(GOAL OF THE EXERCISE):
Each record must be printed again exactly as given.

• • •

#![allow(non_snake_case)]
use RustedCalculus::Utils::logger::init_logger;
use RustedCalculus::Utils::settings::Settings;
use RustedCalculus::symbolic::composite::{ChainBuilder, CompositeChain};
use RustedCalculus::symbolic::function::{Differentiable, Function};
use RustedCalculus::symbolic::operations::{Addition, Multiplication, Subtraction};
use RustedCalculus::symbolic::primitives::{Exponential, Logarithm, PolyTerm};
use log::{error, info};
use std::error::Error;

// usage: RustedCalculus [settings.toml] [example number]
fn main() -> Result<(), Box<dyn Error>> {
    let mut args = std::env::args().skip(1);
    let settings = match args.next() {
        Some(path) => Settings::from_file(&path)?,
        None => Settings::default(),
    };
    if let Some(path) = init_logger(&settings.logging)? {
        info!("logging to {}", path.display());
    }
    let examples: Vec<usize> = match args.next() {
        Some(n) => vec![n.parse()?],
        None => (0..=5).collect(),
    };
    for example in examples {
        if let Err(e) = run_example(example, &settings) {
            error!("example {} failed: {}", example, e);
            return Err(e);
        }
    }
    Ok(())
}

fn run_example(example: usize, settings: &Settings) -> Result<(), Box<dyn Error>> {
    info!("running example {}", example);
    match example {
        0 => {
            // POWER RULE
            let f: Function = PolyTerm::new(3.0, 2.0).into();
            let df = f.differentiate();
            println!("f = {}, f' = {}", f, df);
            println!("f(2) = {}, f'(2) = {}", f.compute(2.0)?, df.compute(2.0)?);
            // derivative of a constant is the zero constant
            let c: Function = PolyTerm::constant(5.0).into();
            println!("({})' = {}", c, c.differentiate());
            // terms of equal power are merged when a sum is built
            let sum = Addition::new(vec![PolyTerm::new(2.0, 3.0).into(), PolyTerm::new(5.0, 3.0).into()]);
            println!("2x^3 + 5x^3 = {}", sum);
        }
        1 => {
            // SUM, PRODUCT AND DIFFERENCE
            let f: Function = Multiplication::new(vec![
                PolyTerm::new(1.0, 2.0).into(),
                Exponential::natural().into(),
            ])
            .into();
            let df = f.differentiate();
            println!("f = {}, f' = {}", f, df);
            println!("f'(1) = {} (3e = {})", df.compute(1.0)?, 3.0 * std::f64::consts::E);
            let g: Function =
                Subtraction::new(Exponential::new(2.0).into(), PolyTerm::new(4.0, 1.0).into()).into();
            println!("g = {}, g' = {}, g'(0) = {}", g, g.differentiate(), g.differentiate().compute(0.0)?);
        }
        2 => {
            // CHAIN RULE
            // e^(2x)
            let mut chain = CompositeChain::new();
            chain.append_end(Exponential::natural().into());
            chain.append_end(PolyTerm::new(2.0, 1.0).into());
            let f: Function = chain.into();
            let df = f.differentiate();
            println!("f = {}, f' = {}, f'(0) = {}", f, df, df.compute(0.0)?);
            // ln(e^(x^2) + 1)
            let mut builder = ChainBuilder::new();
            builder
                .append_end(Logarithm::natural().into())
                .append_end(Function::from(Exponential::natural()) + Function::from(PolyTerm::constant(1.0)))
                .append_end(PolyTerm::new(1.0, 2.0).into());
            let g: Function = builder.build().into();
            let dg = g.differentiate();
            println!("g = {}, g' = {}", g, dg);
            let (norm, passed) = g.compare_num(-2.0, 2.0, &settings.validation)?;
            println!("norm of difference with finite differences = {:e}, passed = {}", norm, passed);
        }
        3 => {
            // LOGARITHMS AND THE DOMAIN
            let log10: Function = Logarithm::new(10.0).into();
            println!("{} at 100 = {}", log10, log10.compute(100.0)?);
            println!("({})' = {}", log10, log10.differentiate());
            match log10.compute(-1.0) {
                Ok(value) => println!("unexpected value {}", value),
                Err(e) => println!("{} at -1: {}", log10, e),
            }
            let values = log10.compute_on_linspace(1.0, 1000.0, 4, &settings.evaluation)?;
            println!("values on linspace = {:?}", values);
        }
        4 => {
            // TAYLOR POLYNOMIALS
            let exp: Function = Exponential::natural().into();
            let taylor = exp.taylor_polynomial(0.0, 5)?;
            println!("Taylor polynomial of {} = {}", exp, taylor);
            println!("at 0.5: {} vs {}", taylor.compute(0.5)?, exp.compute(0.5)?);
            let ln: Function = Logarithm::natural().into();
            let taylor = ln.taylor_polynomial(1.0, 3)?;
            println!("Taylor polynomial of {} around 1 = {}", ln, taylor);
        }
        5 => {
            // REPEATED DERIVATIVES AND PARALLEL EVALUATION
            let f = Function::from(PolyTerm::new(1.0, 4.0)) * Function::from(Exponential::new(3.0));
            for n in 0..=3 {
                println!("order {}: {}", n, f.nth_derivative(n));
            }
            let df = f.nth_derivative(2);
            println!("f''(1) = {} (in parallel: {})", df.compute(1.0)?, df.compute_par(1.0)?);
            let grid = df.compute_on_linspace(0.0, 1.0, 4096, &settings.evaluation)?;
            println!("evaluated on {} points, last value {:?}", grid.len(), grid.last());
        }
        _ => {
            println!("example not found");
        }
    }
    Ok(())
}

• • •

(EXERCISE RESULT):
#![allow(non_snake_case)]
use RustedCalculus::Utils::logger::init_logger;
use RustedCalculus::Utils::settings::Settings;
use RustedCalculus::symbolic::composite::{ChainBuilder, CompositeChain};
use RustedCalculus::symbolic::function::{Differentiable, Function};
use RustedCalculus::symbolic::operations::{Addition, Multiplication, Subtraction};
use RustedCalculus::symbolic::primitives::{Exponential, Logarithm, PolyTerm};
use log::{error, info};
use std::error::Error;

// usage: RustedCalculus [settings.toml] [example number]
fn main() -> Result<(), Box<dyn Error>> {
    let mut args = std::env::args().skip(1);
    let settings = match args.next() {
        Some(path) => Settings::from_file(&path)?,
        None => Settings::default(),
    };
    if let Some(path) = init_logger(&settings.logging)? {
        info!("logging to {}", path.display());
    }
    let examples: Vec<usize> = match args.next() {
        Some(n) => vec![n.parse()?],
        None => (0..=5).collect(),
    };
    for example in examples {
        if let Err(e) = run_example(example, &settings) {
            error!("example {} failed: {}", example, e);
            return Err(e);
        }
    }
    Ok(())
}

fn run_example(example: usize, settings: &Settings) -> Result<(), Box<dyn Error>> {
    info!("running example {}", example);
    match example {
        0 => {
            // POWER RULE
            let f: Function = PolyTerm::new(3.0, 2.0).into();
            let df = f.differentiate();
            println!("f = {}, f' = {}", f, df);
            println!("f(2) = {}, f'(2) = {}", f.compute(2.0)?, df.compute(2.0)?);
            // derivative of a constant is the zero constant
            let c: Function = PolyTerm::constant(5.0).into();
            println!("({})' = {}", c, c.differentiate());
            // terms of equal power are merged when a sum is built
            let sum = Addition::new(vec![PolyTerm::new(2.0, 3.0).into(), PolyTerm::new(5.0, 3.0).into()]);
            println!("2x^3 + 5x^3 = {}", sum);
        }
        1 => {
            // SUM, PRODUCT AND DIFFERENCE
            let f: Function = Multiplication::new(vec![
                PolyTerm::new(1.0, 2.0).into(),
                Exponential::natural().into(),
            ])
            .into();
            let df = f.differentiate();
            println!("f = {}, f' = {}", f, df);
            println!("f'(1) = {} (3e = {})", df.compute(1.0)?, 3.0 * std::f64::consts::E);
            let g: Function =
                Subtraction::new(Exponential::new(2.0).into(), PolyTerm::new(4.0, 1.0).into()).into();
            println!("g = {}, g' = {}, g'(0) = {}", g, g.differentiate(), g.differentiate().compute(0.0)?);
        }
        2 => {
            // CHAIN RULE
            // e^(2x)
            let mut chain = CompositeChain::new();
            chain.append_end(Exponential::natural().into());
            chain.append_end(PolyTerm::new(2.0, 1.0).into());
            let f: Function = chain.into();
            let df = f.differentiate();
            println!("f = {}, f' = {}, f'(0) = {}", f, df, df.compute(0.0)?);
            // ln(e^(x^2) + 1)
            let mut builder = ChainBuilder::new();
            builder
                .append_end(Logarithm::natural().into())
                .append_end(Function::from(Exponential::natural()) + Function::from(PolyTerm::constant(1.0)))
                .append_end(PolyTerm::new(1.0, 2.0).into());
            let g: Function = builder.build().into();
            let dg = g.differentiate();
            println!("g = {}, g' = {}", g, dg);
            let (norm, passed) = g.compare_num(-2.0, 2.0, &settings.validation)?;
            println!("norm of difference with finite differences = {:e}, passed = {}", norm, passed);
        }
        3 => {
            // LOGARITHMS AND THE DOMAIN
            let log10: Function = Logarithm::new(10.0).into();
            println!("{} at 100 = {}", log10, log10.compute(100.0)?);
            println!("({})' = {}", log10, log10.differentiate());
            match log10.compute(-1.0) {
                Ok(value) => println!("unexpected value {}", value),
                Err(e) => println!("{} at -1: {}", log10, e),
            }
            let values = log10.compute_on_linspace(1.0, 1000.0, 4, &settings.evaluation)?;
            println!("values on linspace = {:?}", values);
        }
        4 => {
            // TAYLOR POLYNOMIALS
            let exp: Function = Exponential::natural().into();
            let taylor = exp.taylor_polynomial(0.0, 5)?;
            println!("Taylor polynomial of {} = {}", exp, taylor);
            println!("at 0.5: {} vs {}", taylor.compute(0.5)?, exp.compute(0.5)?);
            let ln: Function = Logarithm::natural().into();
            let taylor = ln.taylor_polynomial(1.0, 3)?;
            println!("Taylor polynomial of {} around 1 = {}", ln, taylor);
        }
        5 => {
            // REPEATED DERIVATIVES AND PARALLEL EVALUATION
            let f = Function::from(PolyTerm::new(1.0, 4.0)) * Function::from(Exponential::new(3.0));
            for n in 0..=3 {
                println!("order {}: {}", n, f.nth_derivative(n));
            }
            let df = f.nth_derivative(2);
            println!("f''(1) = {} (in parallel: {})", df.compute(1.0)?, df.compute_par(1.0)?);
            let grid = df.compute_on_linspace(0.0, 1.0, 4096, &settings.evaluation)?;
            println!("evaluated on {} points, last value {:?}", grid.len(), grid.last());
        }
        _ => {
            println!("example not found");
        }
    }
    Ok(())
}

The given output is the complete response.